- RECORD EXTRACTS:
//! Vertex mergers: joining two vertices into one of higher degree.
//!
//! The low-level [`core`] routines join free chain ends directly. The
//! higher-degree variants reduce to them, splitting bulk vertices first where
//! needed and wiring the resulting free ends into symmetric junctions.
//!
//! Each variant returns the ids of the one or two components it touched, as
//! they were numbered before the operation.

use crate::ends::{BulkSlot, End, EndSlot};
use crate::graph::Graph;
use crate::neigs::Neigs;
use crate::transforms::vertex_split;
use crate::{ChId, CmpId};

pub mod core {
    //! Elementary mergers acting on free ends of chains.

    use log::debug;

    use super::*;

    /// Joins end `e` of chain `w1` to the same end of chain `w2`.
    ///
    /// Exactly one of the chains is reversed first so that the concatenation
    /// is well formed: for `e == A` it is `w1`, for `e == B` it is `w2`.
    /// Chain `w2` dissolves into `w1`; the last chain of the arena takes over
    /// its id.
    pub fn antiparallel(gr: &mut Graph, e: End, w1: ChId, w2: ChId) -> [CmpId; 2] {
        debug!("vm core antiparallel: {} {} + {} {}", w1, e, w2, e);

        assert!(w1 != w2,
                "antiparallel: same chain {}: to_cycle should be used instead", w1);
        assert!(!gr.cn[w1].is_connected_at(e),
                "antiparallel: end {} of w1 {} is not free", e, w1);
        assert!(!gr.cn[w2].is_connected_at(e),
                "antiparallel: end {} of w2 {} is not free", e, w2);
        assert!(gr.cn[w1].length() > 0, "antiparallel: chain w1 {} has no edges", w1);
        assert!(gr.cn[w2].length() > 0, "antiparallel: chain w2 {} has no edges", w2);

        let c1 = gr.cn[w1].c;
        let c2 = gr.cn[w2].c;

        if e == End::A {
            gr.copy_neigs(EndSlot::new(w1, End::B), EndSlot::new(w1, End::A));
        }
        gr.copy_neigs(EndSlot::new(w2, e.opp()), EndSlot::new(w1, End::B));

        gr.ct[c2].remove_chain(&mut gr.cn, w2);

        if e == End::A {
            gr.cn[w1].reverse_g();
        } else {
            gr.cn[w2].reverse_g();
        }

        let g2 = std::mem::take(&mut gr.cn[w2].g);
        gr.cn[w1].g.extend(g2);
        gr.cn[w1].set_g_w();

        if w2 != gr.ind_last_chain() {
            let last = gr.ind_last_chain();
            gr.rename_chain(last, w2);
        }
        gr.cn.pop();

        if c1 == c2 {
            gr.ct[c1].set_chis(&gr.cn);
        } else {
            gr.merge_components(c1, c2);
        }

        gr.ct[c1].set_edges(&mut gr.cn);
        gr.ct[c1].set_gl(&gr.cn);
        if c1 != c2 && c2 < gr.cmpt_num() {
            gr.ct[c2].set_edges(&mut gr.cn);
            gr.ct[c2].set_gl(&gr.cn);
        }

        gr.update();
        [c1, c2]
    }

    /// Joins end `A` of chain `w1` to end `B` of chain `w2`.
    ///
    /// The combined storage is `w2`'s edges followed by `w1`'s, kept under
    /// chain id `w1`; chain `w2` dissolves.
    pub fn parallel(gr: &mut Graph, w1: ChId, w2: ChId) -> [CmpId; 2] {
        debug!("vm core parallel: {} A + {} B", w1, w2);

        assert!(w1 != w2,
                "parallel: same chain {}: to_cycle should be used instead", w1);
        assert!(!gr.cn[w1].is_connected_at(End::A),
                "parallel: end A of w1 {} is not free", w1);
        assert!(!gr.cn[w2].is_connected_at(End::B),
                "parallel: end B of w2 {} is not free", w2);
        assert!(gr.cn[w1].length() > 0, "parallel: chain w1 {} has no edges", w1);
        assert!(gr.cn[w2].length() > 0, "parallel: chain w2 {} has no edges", w2);

        let c1 = gr.cn[w1].c;
        let c2 = gr.cn[w2].c;

        gr.copy_neigs(EndSlot::new(w2, End::A), EndSlot::new(w1, End::A));

        gr.ct[c2].remove_chain(&mut gr.cn, w2);

        let mut g2 = std::mem::take(&mut gr.cn[w2].g);
        let g1 = std::mem::take(&mut gr.cn[w1].g);
        g2.extend(g1);
        gr.cn[w1].g = g2;
        gr.cn[w1].set_g_w();
        gr.ct[c1].set_edges(&mut gr.cn);
        gr.ct[c1].set_gl(&gr.cn);

        if w2 != gr.ind_last_chain() {
            let last = gr.ind_last_chain();
            gr.rename_chain(last, w2);
        }
        gr.cn.pop();

        if c1 == c2 {
            gr.ct[c1].set_chis(&gr.cn);
        } else {
            gr.merge_components(c1, c2);
        }
        if c2 < gr.cmpt_num() && c1 != c2 {
            gr.ct[c2].set_edges(&mut gr.cn);
            gr.ct[c2].set_gl(&gr.cn);
        }

        gr.update();
        [c1, c2]
    }

    /// Closes a disconnected chain into a cycle by cross-linking its ends.
    pub fn to_cycle(gr: &mut Graph, w: ChId) -> [CmpId; 2] {
        debug!("vm core to_cycle: {}", w);

        assert!(!gr.cn[w].is_disconnected_cycle(),
                "to_cycle: chain {} is already a separate cycle", w);
        assert!(!gr.cn[w].is_connected_at(End::A) && !gr.cn[w].is_connected_at(End::B),
                "to_cycle: chain {} is not disconnected", w);
        assert!(gr.cn[w].length() >= crate::chain::MIN_CYCLE_LENGTH,
                "to_cycle: chain {} is shorter than the minimal cycle", w);

        let sa = EndSlot::new(w, End::A);
        let sb = EndSlot::new(w, End::B);

        gr.ngs_at_mut(sa).insert(sb);
        gr.ngs_at_mut(sb).insert(sa);

        let c = gr.cn[w].c;
        gr.ct[c].chis.cn11 = None;
        gr.ct[c].chis.cn22 = Some(w);

        gr.update();
        [c, c]
    }
}

/// Merges two degree-1 vertices into a degree-2 vertex.
///
/// Joining the two ends of one chain closes it into a cycle; otherwise the
/// chains are concatenated with the orientation dictated by the ends chosen.
pub fn merge_11(gr: &mut Graph, s1: EndSlot, s2: EndSlot) -> [CmpId; 2] {
    if s1.w == s2.w {
        core::to_cycle(gr, s1.w)
    } else if s1.e == s2.e {
        core::antiparallel(gr, s1.e, s1.w, s2.w)
    } else if s1.e == End::A {
        core::parallel(gr, s1.w, s2.w)
    } else {
        core::parallel(gr, s2.w, s1.w)
    }
}

/// Merges a degree-1 vertex into a degree-2 (bulk) vertex, producing a
/// three-way junction.
///
/// The bulk vertex is split to two free ends first; the three resulting ends
/// are then wired into a symmetric degree-3 neighborhood.
pub fn merge_12(gr: &mut Graph, s1: EndSlot, s2: BulkSlot) -> [CmpId; 2] {
    let EndSlot { w: w1, e: e1 } = s1;
    let BulkSlot { w: w2, a: a2 } = s2;

    // disconnected cycles take the (1,0) variant
    assert!(gr.ngs_at(s1).is_empty(),
            "vm12: end {} is not a free end of {}", e1, w1);
    assert!(a2 > 0, "vm12: position 0 is the very beginning of w2 {}", w2);
    assert!(a2 < gr.cn[w2].length(), "vm12: position {} is the very end of w2 {}", a2, w2);

    let c1 = gr.cn[w1].c;
    let c2 = gr.cn[w2].c;

    // chain mi is produced by the split
    let mi = if gr.cn[w2].is_disconnected_cycle() { w2 } else { gr.chain_num() };

    vertex_split::split_to_11(gr, s2);

    let w1a = EndSlot::new(w1, End::A);
    let w1b = EndSlot::new(w1, End::B);
    let w2b = EndSlot::new(w2, End::B);
    let mia = EndSlot::new(mi, End::A);
    let mib = EndSlot::new(mi, End::B);

    if w1 == w2 {
        // not a cycle chain: a cycle would need connections on both ends,
        // while w1 has a connection at most at one
        if e1 == End::A {
            gr.cn[w1].ngs = [Neigs::from([w1b, mia]), Neigs::from([w1a, mia])];
            *gr.ngs_at_mut(mia) = Neigs::from([w1a, w1b]);
        } else {
            *gr.ngs_at_mut(w1b) = Neigs::from([mia, mib]);
            gr.cn[mi].ngs = [Neigs::from([w1b, mib]), Neigs::from([w1b, mia])];
        }
    } else {
        *gr.ngs_at_mut(s1) = Neigs::from([w2b, mia]);
        *gr.ngs_at_mut(w2b) = Neigs::from([s1, mia]);
        *gr.ngs_at_mut(mia) = Neigs::from([s1, w2b]);
    }

    if gr.cn[w2].c == gr.cn[mi].c {
        let c = gr.cn[mi].c;
        gr.ct[c].set_chis(&gr.cn);
    } else {
        gr.merge_components(gr.cn[w2].c, gr.cn[mi].c);
    }
    if gr.cn[w2].c == gr.cn[w1].c {
        let c = gr.cn[w1].c;
        gr.ct[c].set_chis(&gr.cn);
    } else {
        gr.merge_components(gr.cn[w1].c, gr.cn[w2].c);
    }

    gr.update();
    [c1, c2]
}

/// Merges a degree-1 vertex into a three-way junction, producing a four-way
/// junction.
pub fn merge_13(gr: &mut Graph, s1: EndSlot, s2: EndSlot) -> [CmpId; 2] {
    assert!(gr.ngs_at(s1).is_empty(),
            "vm13: slot {} is not a free end", s1);
    assert!(gr.ngs_at(s2).num() == 2,
            "vm13: slot {} is not at a three-way junction", s2);

    let c1 = gr.cn[s1.w].c;
    let c2 = gr.cn[s2.w].c;

    let ngs = gr.ngs_at(s2).clone();

    *gr.ngs_at_mut(s1) = Neigs::from([s2, ngs[0], ngs[1]]);
    gr.ngs_at_mut(s2).insert(s1);
    gr.ngs_at_mut(ngs[0]).insert(s1);
    gr.ngs_at_mut(ngs[1]).insert(s1);

    if c1 == c2 {
        gr.ct[c1].set_chis(&gr.cn);
    } else {
        gr.merge_components(c1, c2);
    }

    gr.update();
    [c1, c2]
}

/// Merges two degree-2 (bulk) vertices into a four-way junction.
///
/// Both bulk vertices are split to free ends first (cycle chains need one
/// split only); the four resulting ends are then fully interconnected.
pub fn merge_22(gr: &mut Graph, b1: BulkSlot, b2: BulkSlot) -> [CmpId; 2] {
    let BulkSlot { w: w1, a: a1 } = b1;
    let BulkSlot { w: w2, a: a2 } = b2;

    let c1 = gr.cn[w1].c;
    let c2 = gr.cn[w2].c;

    let (s1, s2, s3, s4);

    if w1 == w2 {
        let (al, ash) = if a1 > a2 { (a1, a2) } else { (a2, a1) };

        if !gr.cn[w1].is_disconnected_cycle() {
            // two splits produce the middle piece and the far piece
            vertex_split::split_to_11(gr, BulkSlot::new(w1, al));
            vertex_split::split_to_11(gr, BulkSlot::new(w1, ash));

            s1 = EndSlot::new(w1, End::B);
            s2 = EndSlot::new(gr.ind_last_chain(), End::A);
            s3 = EndSlot::new(gr.ind_last_chain(), End::B);
            s4 = EndSlot::new(gr.chain_num() - 2, End::A);
        } else {
            // the first split rotates the cycle open; the second one cuts it
            vertex_split::split_to_11(gr, BulkSlot::new(w1, al));
            let shifted = ash + gr.cn[w1].length() - al;
            vertex_split::split_to_11(gr, BulkSlot::new(w1, shifted));

            s1 = EndSlot::new(w1, End::A);
            s2 = EndSlot::new(w1, End::B);
            s3 = EndSlot::new(gr.ind_last_chain(), End::A);
            s4 = EndSlot::new(gr.ind_last_chain(), End::B);
        }
    } else {
        let cyc1 = gr.cn[w1].is_disconnected_cycle();
        let cyc2 = gr.cn[w2].is_disconnected_cycle();

        if !cyc1 && !cyc2 {
            vertex_split::split_to_11(gr, b1);
            vertex_split::split_to_11(gr, b2);

            s1 = EndSlot::new(w1, End::B);
            s2 = EndSlot::new(w2, End::B);
            s3 = EndSlot::new(gr.chain_num() - 2, End::A);
            s4 = EndSlot::new(gr.ind_last_chain(), End::A);
        } else if cyc1 && cyc2 {
            vertex_split::split_to_11(gr, b1);
            vertex_split::split_to_11(gr, b2);

            s1 = EndSlot::new(w1, End::A);
            s2 = EndSlot::new(w1, End::B);
            s3 = EndSlot::new(w2, End::A);
            s4 = EndSlot::new(w2, End::B);
        } else if cyc1 {
            vertex_split::split_to_11(gr, b1);
            vertex_split::split_to_11(gr, b2);

            s1 = EndSlot::new(w1, End::A);
            s2 = EndSlot::new(w1, End::B);
            s3 = EndSlot::new(w2, End::B);
            s4 = EndSlot::new(gr.ind_last_chain(), End::A);
        } else {
            vertex_split::split_to_11(gr, b1);
            vertex_split::split_to_11(gr, b2);

            s1 = EndSlot::new(w1, End::B);
            s2 = EndSlot::new(gr.ind_last_chain(), End::A);
            s3 = EndSlot::new(w2, End::A);
            s4 = EndSlot::new(w2, End::B);
        }
    }

    join_four(gr, s1, s2, s3, s4);

    gr.update();
    [c1, c2]
}

/// Merges a degree-2 (bulk) vertex with the boundary vertex of a
/// disconnected cycle into a four-way junction.
pub fn merge_20(gr: &mut Graph, b1: BulkSlot, w2: ChId) -> [CmpId; 2] {
    let BulkSlot { w: w1, a: _ } = b1;

    let c1 = gr.cn[w1].c;
    let c2 = gr.cn[w2].c;

    let b2 = BulkSlot::new(w2, 0);
    let (s1, s2, s3, s4);

    if w1 == w2 {
        // open the cycle, then cut the resulting linear chain
        vertex_split::split_to_11(gr, b2);
        vertex_split::split_to_11(gr, b1);

        s1 = EndSlot::new(w1, End::B);
        s2 = EndSlot::new(w1, End::A);
        s3 = EndSlot::new(gr.ind_last_chain(), End::B);
        s4 = EndSlot::new(gr.ind_last_chain(), End::A);
    } else if !gr.cn[w1].is_disconnected_cycle() {
        vertex_split::split_to_11(gr, b1);
        vertex_split::split_to_11(gr, b2);

        s1 = EndSlot::new(w1, End::B);
        s2 = EndSlot::new(w2, End::B);
        s3 = EndSlot::new(w2, End::A);
        s4 = EndSlot::new(gr.ind_last_chain(), End::A);
    } else {
        vertex_split::split_to_11(gr, b1);
        vertex_split::split_to_11(gr, b2);

        s1 = EndSlot::new(w1, End::A);
        s2 = EndSlot::new(w1, End::B);
        s3 = EndSlot::new(w2, End::A);
        s4 = EndSlot::new(w2, End::B);
    }

    join_four(gr, s1, s2, s3, s4);

    gr.update();
    [c1, c2]
}

/// Merges a degree-1 vertex into the boundary vertex of a disconnected
/// cycle, producing a three-way junction on a connected cycle.
pub fn merge_10(gr: &mut Graph, s1: EndSlot, w2: ChId) -> [CmpId; 2] {
    assert!(gr.ngs_at(s1).is_empty(),
            "vm10: end {} of chain {} is not a free end", s1.e, s1.w);
    assert!(gr.cn[w2].is_disconnected_cycle(),
            "vm10: chain {} is not a disconnected cycle", w2);

    let c1 = gr.cn[s1.w].c;
    let c2 = gr.cn[w2].c;

    let s2a = EndSlot::new(w2, End::A);
    let s2b = EndSlot::new(w2, End::B);

    *gr.ngs_at_mut(s1) = Neigs::from([s2a, s2b]);
    *gr.ngs_at_mut(s2a) = Neigs::from([s2b, s1]);
    *gr.ngs_at_mut(s2b) = Neigs::from([s2a, s1]);

    gr.merge_components(c1, c2);

    gr.update();
    [c1, c2]
}

/// Merges the boundary vertices of two disconnected cycles into a four-way
/// junction.
pub fn merge_00(gr: &mut Graph, w1: ChId, w2: ChId) -> [CmpId; 2] {
    assert!(gr.cn[w1].is_disconnected_cycle(),
            "vm00: chain {} is not a disconnected cycle", w1);
    assert!(gr.cn[w2].is_disconnected_cycle(),
            "vm00: chain {} is not a disconnected cycle", w2);

    let c1 = gr.cn[w1].c;
    let c2 = gr.cn[w2].c;

    // open both cycles into chains with two free ends each
    vertex_split::split_to_11(gr, BulkSlot::new(w1, 0));
    vertex_split::split_to_11(gr, BulkSlot::new(w2, 0));

    let a1 = EndSlot::new(w1, End::A);
    let b1 = EndSlot::new(w1, End::B);
    let a2 = EndSlot::new(w2, End::A);
    let b2 = EndSlot::new(w2, End::B);

    *gr.ngs_at_mut(a1) = Neigs::from([b1, a2, b2]);
    *gr.ngs_at_mut(b1) = Neigs::from([a1, a2, b2]);
    *gr.ngs_at_mut(a2) = Neigs::from([b1, a1, b2]);
    *gr.ngs_at_mut(b2) = Neigs::from([b1, a2, a1]);

    gr.merge_components(c1, c2);

    gr.update();
    [c1, c2]
}

/// Interconnects four free ends into a fully connected degree-4 junction,
/// then merges their components pairwise.
fn join_four(gr: &mut Graph, s1: EndSlot, s2: EndSlot, s3: EndSlot, s4: EndSlot) {
    *gr.ngs_at_mut(s1) = Neigs::from([s2, s3, s4]);
    *gr.ngs_at_mut(s2) = Neigs::from([s1, s3, s4]);
    *gr.ngs_at_mut(s3) = Neigs::from([s2, s1, s4]);
    *gr.ngs_at_mut(s4) = Neigs::from([s2, s3, s1]);

    for u in [s2.w, s3.w, s4.w] {
        if gr.cn[s1.w].c == gr.cn[u].c {
            let c = gr.cn[u].c;
            gr.ct[c].set_chis(&gr.cn);
        } else {
            gr.merge_components(gr.cn[s1.w].c, gr.cn[u].c);
        }
    }
}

- PROMPT:
Reproduce only the lines above spanning from the line containing "position 0 is" through the line containing "let ngs = gr.ngs_at(s2).clone();", word for word.

- SOLUTION TO THIS EXERCISE:
    assert!(a2 > 0, "vm12: position 0 is the very beginning of w2 {}", w2);
    assert!(a2 < gr.cn[w2].length(), "vm12: position {} is the very end of w2 {}", a2, w2);

    let c1 = gr.cn[w1].c;
    let c2 = gr.cn[w2].c;

    // chain mi is produced by the split
    let mi = if gr.cn[w2].is_disconnected_cycle() { w2 } else { gr.chain_num() };

    vertex_split::split_to_11(gr, s2);

    let w1a = EndSlot::new(w1, End::A);
    let w1b = EndSlot::new(w1, End::B);
    let w2b = EndSlot::new(w2, End::B);
    let mia = EndSlot::new(mi, End::A);
    let mib = EndSlot::new(mi, End::B);

    if w1 == w2 {
        // not a cycle chain: a cycle would need connections on both ends,
        // while w1 has a connection at most at one
        if e1 == End::A {
            gr.cn[w1].ngs = [Neigs::from([w1b, mia]), Neigs::from([w1a, mia])];
            *gr.ngs_at_mut(mia) = Neigs::from([w1a, w1b]);
        } else {
            *gr.ngs_at_mut(w1b) = Neigs::from([mia, mib]);
            gr.cn[mi].ngs = [Neigs::from([w1b, mib]), Neigs::from([w1b, mia])];
        }
    } else {
        *gr.ngs_at_mut(s1) = Neigs::from([w2b, mia]);
        *gr.ngs_at_mut(w2b) = Neigs::from([s1, mia]);
        *gr.ngs_at_mut(mia) = Neigs::from([s1, w2b]);
    }

    if gr.cn[w2].c == gr.cn[mi].c {
        let c = gr.cn[mi].c;
        gr.ct[c].set_chis(&gr.cn);
    } else {
        gr.merge_components(gr.cn[w2].c, gr.cn[mi].c);
    }
    if gr.cn[w2].c == gr.cn[w1].c {
        let c = gr.cn[w1].c;
        gr.ct[c].set_chis(&gr.cn);
    } else {
        gr.merge_components(gr.cn[w1].c, gr.cn[w2].c);
    }

    gr.update();
    [c1, c2]
}

/// Merges a degree-1 vertex into a three-way junction, producing a four-way
/// junction.
pub fn merge_13(gr: &mut Graph, s1: EndSlot, s2: EndSlot) -> [CmpId; 2] {
    assert!(gr.ngs_at(s1).is_empty(),
            "vm13: slot {} is not a free end", s1);
    assert!(gr.ngs_at(s2).num() == 2,
            "vm13: slot {} is not at a three-way junction", s2);

    let c1 = gr.cn[s1.w].c;
    let c2 = gr.cn[s2.w].c;

    let ngs = gr.ngs_at(s2).clone();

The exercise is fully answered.